# New borns not feeding...Please help



## kefied (Apr 8, 2010)

To my surprise, we have new pups tonight. But they just are not feeding......Im not sure what to do but I brought the mother and pups in(It was too cold outside) and set them against her belly, thinking that they would automatically feed. The mom seems to not encourage them to feed. Any suggestions? Please help, I dont want to see these puppies die...


----------



## selzer (May 7, 2005)

If you feed a cold puppy it will die. Below a certain temperature, the digestive track shuts down and the puppies will die if fed. 

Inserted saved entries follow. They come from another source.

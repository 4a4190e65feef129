//! Domain types for a single `generate-readme` invocation.
//!
//! A [`Configuration`] is built once from the command line and never mutated
//! afterwards; everything downstream derives from it.

use std::fmt;
use std::path::{Path, PathBuf};
use std::str::FromStr;

use serde::Serialize;

use crate::error::CoreError;

/// File name written into the invocation directory when no output is given.
pub const DEFAULT_OUTPUT: &str = "README.md";

// ---------------------------------------------------------------------------
// Newtypes
// ---------------------------------------------------------------------------

/// An interpreter release identifier such as `3.11`, embedded verbatim.
#[derive(Debug, Clone, PartialEq, Eq, Hash, Serialize)]
#[serde(transparent)]
pub struct VersionToken(String);

impl VersionToken {
    /// Validate and wrap a raw token. Blank tokens are rejected; anything
    /// else is kept exactly as supplied.
    pub fn new(raw: impl Into<String>) -> Result<Self, CoreError> {
        let raw = raw.into();
        if raw.trim().is_empty() {
            return Err(CoreError::BlankVersion);
        }
        Ok(Self(raw))
    }

    pub fn as_str(&self) -> &str {
        &self.0
    }
}

impl fmt::Display for VersionToken {
    fn fmt(&self, f: &mut fmt::Formatter<'_>) -> fmt::Result {
        self.0.fmt(f)
    }
}

impl FromStr for VersionToken {
    type Err = CoreError;

    fn from_str(s: &str) -> Result<Self, Self::Err> {
        Self::new(s)
    }
}

// ---------------------------------------------------------------------------
// Enums
// ---------------------------------------------------------------------------

/// Log verbosity selected on the command line.
///
/// Variants are ordered from least to most verbose so that combining flags
/// is a plain `max`.
#[derive(Debug, Clone, Copy, PartialEq, Eq, PartialOrd, Ord, Default)]
pub enum Verbosity {
    #[default]
    Quiet,
    Info,
    Debug,
}

impl Verbosity {
    /// Resolve the verbosity from the `-v` occurrence count and the
    /// `--very-verbose` switch. The more verbose setting wins.
    pub fn from_flags(verbose_count: u8, very_verbose: bool) -> Self {
        let counted = match verbose_count {
            0 => Verbosity::Quiet,
            1 => Verbosity::Info,
            _ => Verbosity::Debug,
        };
        let switched = if very_verbose {
            Verbosity::Debug
        } else {
            Verbosity::Quiet
        };
        counted.max(switched)
    }

    /// `tracing` filter directive for this level.
    pub fn filter_directive(&self) -> &'static str {
        match self {
            Verbosity::Quiet => "warn",
            Verbosity::Info => "info",
            Verbosity::Debug => "debug",
        }
    }
}

impl fmt::Display for Verbosity {
    fn fmt(&self, f: &mut fmt::Formatter<'_>) -> fmt::Result {
        match self {
            Verbosity::Quiet => write!(f, "quiet"),
            Verbosity::Info => write!(f, "info"),
            Verbosity::Debug => write!(f, "debug"),
        }
    }
}

/// What to do with the rendered document.
#[derive(Debug, Clone, Copy, PartialEq, Eq, Default)]
pub enum OutputMode {
    /// Truncate and replace the output file.
    #[default]
    Write,
    /// Render, report the target, write nothing.
    DryRun,
    /// Render and show a unified diff against the file on disk.
    Diff,
}

// ---------------------------------------------------------------------------
// Configuration
// ---------------------------------------------------------------------------

/// Validated, immutable configuration for one invocation.
#[derive(Debug, Clone, PartialEq, Eq)]
pub struct Configuration {
    versions: Vec<VersionToken>,
    verbosity: Verbosity,
    output: PathBuf,
    mode: OutputMode,
}

impl Configuration {
    /// Build a configuration writing to [`DEFAULT_OUTPUT`].
    ///
    /// Fails with [`CoreError::NoVersions`] if `versions` is empty.
    pub fn new(versions: Vec<VersionToken>, verbosity: Verbosity) -> Result<Self, CoreError> {
        if versions.is_empty() {
            return Err(CoreError::NoVersions);
        }
        Ok(Self {
            versions,
            verbosity,
            output: PathBuf::from(DEFAULT_OUTPUT),
            mode: OutputMode::Write,
        })
    }

    /// Replace the output path.
    pub fn with_output(mut self, output: impl Into<PathBuf>) -> Self {
        self.output = output.into();
        self
    }

    /// Replace the output mode.
    pub fn with_mode(mut self, mode: OutputMode) -> Self {
        self.mode = mode;
        self
    }

    pub fn versions(&self) -> &[VersionToken] {
        &self.versions
    }

    pub fn verbosity(&self) -> Verbosity {
        self.verbosity
    }

    pub fn output(&self) -> &Path {
        &self.output
    }

    pub fn mode(&self) -> OutputMode {
        self.mode
    }
}
//! Tera rendering engine — [`Renderer`].
//!
//! The README skeleton is a single template baked into the binary with
//! `include_str!`; nothing is discovered on disk at runtime.

use tera::Tera;

use readme_core::{Configuration, ProjectIdentity};

use crate::context::TemplateContext;
use crate::error::RenderError;

// ---------------------------------------------------------------------------
// Embedded template
// ---------------------------------------------------------------------------

const TEMPLATE_NAME: &str = "readme.md.tera";
const TEMPLATE: &str = include_str!("templates/readme.md.tera");

fn build_tera() -> Result<Tera, RenderError> {
    let mut tera = Tera::default();
    tera.add_raw_template(TEMPLATE_NAME, TEMPLATE)?;
    Ok(tera)
}

// ---------------------------------------------------------------------------
// Renderer
// ---------------------------------------------------------------------------

/// Tera-based README renderer.
///
/// Create once with [`Renderer::new`] and reuse.
pub struct Renderer {
    tera: Tera,
}

impl Renderer {
    /// Construct a new [`Renderer`] with the embedded template.
    pub fn new() -> Result<Self, RenderError> {
        Ok(Renderer {
            tera: build_tera()?,
        })
    }

    /// Render the README for `identity` using the versions in `config`.
    pub fn render_readme(
        &self,
        config: &Configuration,
        identity: &ProjectIdentity,
    ) -> Result<String, RenderError> {
        let ctx = TemplateContext::from_parts(config, identity);
        self.render(&ctx)
    }

    /// Render using a caller-provided [`TemplateContext`].
    ///
    /// Line endings in the output are always LF.
    pub fn render(&self, ctx: &TemplateContext) -> Result<String, RenderError> {
        let tera_ctx = ctx.to_tera_context()?;
        let content = self.tera.render(TEMPLATE_NAME, &tera_ctx)?;
        tracing::debug!(
            repo = %ctx.identity.repo_name,
            versions = ctx.versions.len(),
            bytes = content.len(),
            "rendered README"
        );
        Ok(content.replace("\r\n", "\n"))
    }
}

// ---------------------------------------------------------------------------
// Tests
// ---------------------------------------------------------------------------
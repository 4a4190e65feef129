//! Error types for readme-renderer.

use thiserror::Error;

/// All errors that can arise from rendering the README template.
#[derive(Debug, Error)]
pub enum RenderError {
    /// Tera template engine error (parse, context conversion, or render).
    #[error("template engine error: {0}")]
    Tera(#[from] tera::Error),
}
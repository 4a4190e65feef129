//! Log subscriber setup for the `generate-readme` binary.

use readme_core::Verbosity;
use tracing_subscriber::{fmt, EnvFilter};

/// Install a stderr `fmt` subscriber.
///
/// `-v` / `-vv` pick the level outright. Without either, `RUST_LOG` is
/// honoured and the fallback is `warn`.
pub fn init_tracing(verbosity: Verbosity) {
    let directive = verbosity.filter_directive();
    let filter = match verbosity {
        Verbosity::Quiet => {
            EnvFilter::try_from_default_env().unwrap_or_else(|_| EnvFilter::new(directive))
        }
        Verbosity::Info | Verbosity::Debug => EnvFilter::new(directive),
    };
    let _ = fmt()
        .with_env_filter(filter)
        .with_target(false)
        .with_writer(std::io::stderr)
        .try_init();
}
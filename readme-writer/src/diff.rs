//! Unified diff preview for `generate-readme --diff`.

use std::io::ErrorKind;
use std::path::Path;

use similar::TextDiff;

use crate::error::{io_err, WriteError};

/// Compare `rendered` with the current content at `path`.
///
/// A missing file counts as empty. Returns `None` when nothing would change.
/// No files are written.
pub fn diff_output(path: &Path, rendered: &str) -> Result<Option<String>, WriteError> {
    let rendered = normalize_line_endings(rendered);
    let existing = read_existing_or_empty(path)?;
    if existing == rendered {
        return Ok(None);
    }

    let old_header = format!("a/{}", path.display());
    let new_header = format!("b/{}", path.display());
    let unified = TextDiff::from_lines(&existing, &rendered)
        .unified_diff()
        .header(&old_header, &new_header)
        .context_radius(3)
        .to_string();
    Ok(Some(unified))
}

fn read_existing_or_empty(path: &Path) -> Result<String, WriteError> {
    match std::fs::read_to_string(path) {
        Ok(content) => Ok(normalize_line_endings(&content)),
        Err(err) if err.kind() == ErrorKind::NotFound => Ok(String::new()),
        Err(err) => Err(io_err(path, err)),
    }
}

fn normalize_line_endings(content: &str) -> String {
    content.replace("\r\n", "\n")
}
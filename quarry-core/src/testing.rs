//! Scripted chat model, evidence source and recording observer for tests and
//! offline development.
//!
//! The mocks pop queued replies in FIFO order and record every call so tests
//! can assert on what the pipeline sent.

use async_trait::async_trait;
use std::collections::VecDeque;
use std::sync::{Mutex, MutexGuard};

use crate::config::{ProviderConfig, ProviderKind};
use crate::error::{BackendError, SearchError};
use crate::providers::chat::{ChatModel, ChatRequest};
use crate::research::ResearchObserver;
use crate::search::{EvidenceSource, SearchHit, SearchResults};
use crate::types::{AnalysisResult, ResearchStep, RunState};

/// Reply returned when the mock chat queue is empty.
pub const DEFAULT_MOCK_REPLY: &str = "mock reply";

fn lock<T>(mutex: &Mutex<T>) -> MutexGuard<'_, T> {
    mutex.lock().unwrap_or_else(|poisoned| poisoned.into_inner())
}

/// Build a search hit.
pub fn hit(uri: &str, title: &str, content: &str) -> SearchHit {
    SearchHit {
        uri: uri.to_string(),
        title: title.to_string(),
        content: content.to_string(),
    }
}

/// A chat model that replays queued replies.
pub struct MockChatModel {
    name: String,
    replies: Mutex<VecDeque<Result<String, String>>>,
    requests: Mutex<Vec<ChatRequest>>,
    configs: Mutex<Vec<ProviderConfig>>,
}

impl MockChatModel {
    pub fn new() -> Self {
        Self::named("Mock")
    }

    pub fn named(name: &str) -> Self {
        Self {
            name: name.to_string(),
            replies: Mutex::new(VecDeque::new()),
            requests: Mutex::new(Vec::new()),
            configs: Mutex::new(Vec::new()),
        }
    }

    pub fn push_reply(&self, reply: &str) {
        lock(&self.replies).push_back(Ok(reply.to_string()));
    }

    /// Queue a transport failure for the next call.
    pub fn push_error(&self, message: &str) {
        lock(&self.replies).push_back(Err(message.to_string()));
    }

    pub fn call_count(&self) -> usize {
        lock(&self.requests).len()
    }

    pub fn requests(&self) -> Vec<ChatRequest> {
        lock(&self.requests).clone()
    }

    /// Configuration snapshots seen by each call, in order.
    pub fn configs_seen(&self) -> Vec<ProviderConfig> {
        lock(&self.configs).clone()
    }
}

impl Default for MockChatModel {
    fn default() -> Self {
        Self::new()
    }
}

#[async_trait]
impl ChatModel for MockChatModel {
    fn name(&self) -> &str {
        &self.name
    }

    async fn chat(
        &self,
        config: &ProviderConfig,
        request: ChatRequest,
    ) -> Result<String, BackendError> {
        lock(&self.requests).push(request);
        lock(&self.configs).push(config.clone());
        match lock(&self.replies).pop_front() {
            Some(Ok(reply)) => Ok(reply),
            Some(Err(message)) => Err(BackendError::Request {
                provider: self.name.clone(),
                message,
            }),
            None => Ok(DEFAULT_MOCK_REPLY.to_string()),
        }
    }
}

/// One recorded call to [`MockEvidenceSource`].
#[derive(Debug, Clone, PartialEq, Eq)]
pub struct SearchCall {
    pub query: String,
    pub max_results: usize,
    pub credential: Option<String>,
}

/// An evidence source that replays queued hit lists.
///
/// Returns no hits once the queue is empty.
pub struct MockEvidenceSource {
    responses: Mutex<VecDeque<Result<Vec<SearchHit>, SearchError>>>,
    calls: Mutex<Vec<SearchCall>>,
}

impl MockEvidenceSource {
    pub fn new() -> Self {
        Self {
            responses: Mutex::new(VecDeque::new()),
            calls: Mutex::new(Vec::new()),
        }
    }

    pub fn push_hits(&self, hits: Vec<SearchHit>) {
        lock(&self.responses).push_back(Ok(hits));
    }

    pub fn push_error(&self, error: SearchError) {
        lock(&self.responses).push_back(Err(error));
    }

    pub fn call_count(&self) -> usize {
        lock(&self.calls).len()
    }

    pub fn calls(&self) -> Vec<SearchCall> {
        lock(&self.calls).clone()
    }
}

impl Default for MockEvidenceSource {
    fn default() -> Self {
        Self::new()
    }
}

#[async_trait]
impl EvidenceSource for MockEvidenceSource {
    async fn search(
        &self,
        query: &str,
        max_results: usize,
        credential: Option<&str>,
    ) -> Result<SearchResults, SearchError> {
        lock(&self.calls).push(SearchCall {
            query: query.to_string(),
            max_results,
            credential: credential.map(str::to_string),
        });
        let hits = lock(&self.responses).pop_front().unwrap_or(Ok(Vec::new()))?;
        Ok(SearchResults::from_hits(
            hits.into_iter().take(max_results).collect(),
        ))
    }
}

/// An observer that records every callback for assertions.
pub struct RecordingObserver {
    states: tokio::sync::Mutex<Vec<RunState>>,
    selections: tokio::sync::Mutex<Vec<(String, ProviderKind, ProviderKind)>>,
    step_snapshots: tokio::sync::Mutex<Vec<Vec<ResearchStep>>>,
    completions: tokio::sync::Mutex<Vec<AnalysisResult>>,
    errors: tokio::sync::Mutex<Vec<String>>,
}

impl RecordingObserver {
    pub fn new() -> Self {
        Self {
            states: tokio::sync::Mutex::new(Vec::new()),
            selections: tokio::sync::Mutex::new(Vec::new()),
            step_snapshots: tokio::sync::Mutex::new(Vec::new()),
            completions: tokio::sync::Mutex::new(Vec::new()),
            errors: tokio::sync::Mutex::new(Vec::new()),
        }
    }

    pub async fn states(&self) -> Vec<RunState> {
        self.states.lock().await.clone()
    }

    pub async fn selections(&self) -> Vec<(String, ProviderKind, ProviderKind)> {
        self.selections.lock().await.clone()
    }

    pub async fn step_snapshots(&self) -> Vec<Vec<ResearchStep>> {
        self.step_snapshots.lock().await.clone()
    }

    pub async fn completions(&self) -> Vec<AnalysisResult> {
        self.completions.lock().await.clone()
    }

    pub async fn errors(&self) -> Vec<String> {
        self.errors.lock().await.clone()
    }
}

impl Default for RecordingObserver {
    fn default() -> Self {
        Self::new()
    }
}

#[async_trait]
impl ResearchObserver for RecordingObserver {
    async fn on_state_change(&self, state: RunState) {
        self.states.lock().await.push(state);
    }

    async fn on_backend_selected(
        &self,
        name: &str,
        requested: ProviderKind,
        effective: ProviderKind,
    ) {
        self.selections
            .lock()
            .await
            .push((name.to_string(), requested, effective));
    }

    async fn on_steps_updated(&self, steps: &[ResearchStep]) {
        self.step_snapshots.lock().await.push(steps.to_vec());
    }

    async fn on_complete(&self, result: &AnalysisResult) {
        self.completions.lock().await.push(result.clone());
    }

    async fn on_error(&self, message: &str) {
        self.errors.lock().await.push(message.to_string());
    }
}

#[cfg(test)]
mod tests {
    use super::*;

    #[tokio::test]
    async fn test_mock_chat_replays_in_order_then_defaults() {
        let model = MockChatModel::new();
        model.push_reply("first");
        model.push_error("boom");
        let config = ProviderConfig::new(ProviderKind::Local);

        let first = model.chat(&config, ChatRequest::new("a", 0.1)).await;
        let second = model.chat(&config, ChatRequest::new("b", 0.1)).await;
        let third = model.chat(&config, ChatRequest::new("c", 0.1)).await;

        assert_eq!(first.unwrap(), "first");
        assert!(matches!(second, Err(BackendError::Request { .. })));
        assert_eq!(third.unwrap(), DEFAULT_MOCK_REPLY);
        assert_eq!(model.call_count(), 3);
        assert_eq!(model.requests()[1].prompt, "b");
    }

    #[tokio::test]
    async fn test_mock_search_caps_and_records() {
        let search = MockEvidenceSource::new();
        search.push_hits(vec![hit("u1", "t1", "c1"), hit("u2", "t2", "c2")]);

        let results = search.search("q", 1, Some("key")).await.unwrap();
        let empty = search.search("q2", 5, None).await.unwrap();

        assert_eq!(results.hits.len(), 1);
        assert!(empty.is_empty());
        assert_eq!(search.calls()[0].credential.as_deref(), Some("key"));
        assert_eq!(search.calls()[1].credential, None);
    }
}
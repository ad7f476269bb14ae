//! # Quarry Core
//!
//! Core library for Quarry, a provider-agnostic web research assistant.
//! Decomposes a question into sub-questions, gathers web-grounded evidence for
//! each, and synthesizes a final report. Provides the reasoning backends, the
//! evidence source, the backend selector, the configuration validator and the
//! research orchestrator.

pub mod config;
pub mod error;
pub mod providers;
pub mod research;
pub mod search;
pub mod testing;
pub mod types;
pub mod validator;

// Re-export commonly used types at the crate root.
pub use config::{ProviderConfig, ProviderKind, QuarryConfig, SearchConfig, SharedConfig};
pub use error::{BackendError, ConfigError, QuarryError, Result, RunError, SearchError};
pub use providers::{BackendSelection, ResearchBackend, select_backend};
pub use research::{
    ChannelObserver, NoOpObserver, ResearchEvent, ResearchObserver, ResearchOrchestrator,
};
pub use search::{EvidenceSource, SearchHit, SearchResults, TavilySearch};
pub use types::{
    AnalysisResult, ResearchStep, RunState, Source, StepOutcome, StepStatus, Synthesis,
};
pub use validator::ConfigValidator;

A dogs normal temperature is 102, but newborn puppies is lower 96-98 (not exactly sure), you need to find this information, take the temperature and NOT try tube feeding until these pups are up to temperature (even a few degrees will be a problem).

Pups have no ability to regulate their temperature. If they are not being kept warm by their dam, I think you should put a heat lamp over a part of your whelping area. This can be a naked bulb type lamp. It will give heat. Warm pups SLOWLY. 

Heating pads can warm pups up way too fast. Best bet is if you offer ANY type of external heat, you provide a method for dam and pups to move away from it. 

What is the mother's temperature? If she is sick, this may be why she is not interested in taking care of the puppies. If you feed the puppies, you will also have to stimulate them to urinate and defecate. 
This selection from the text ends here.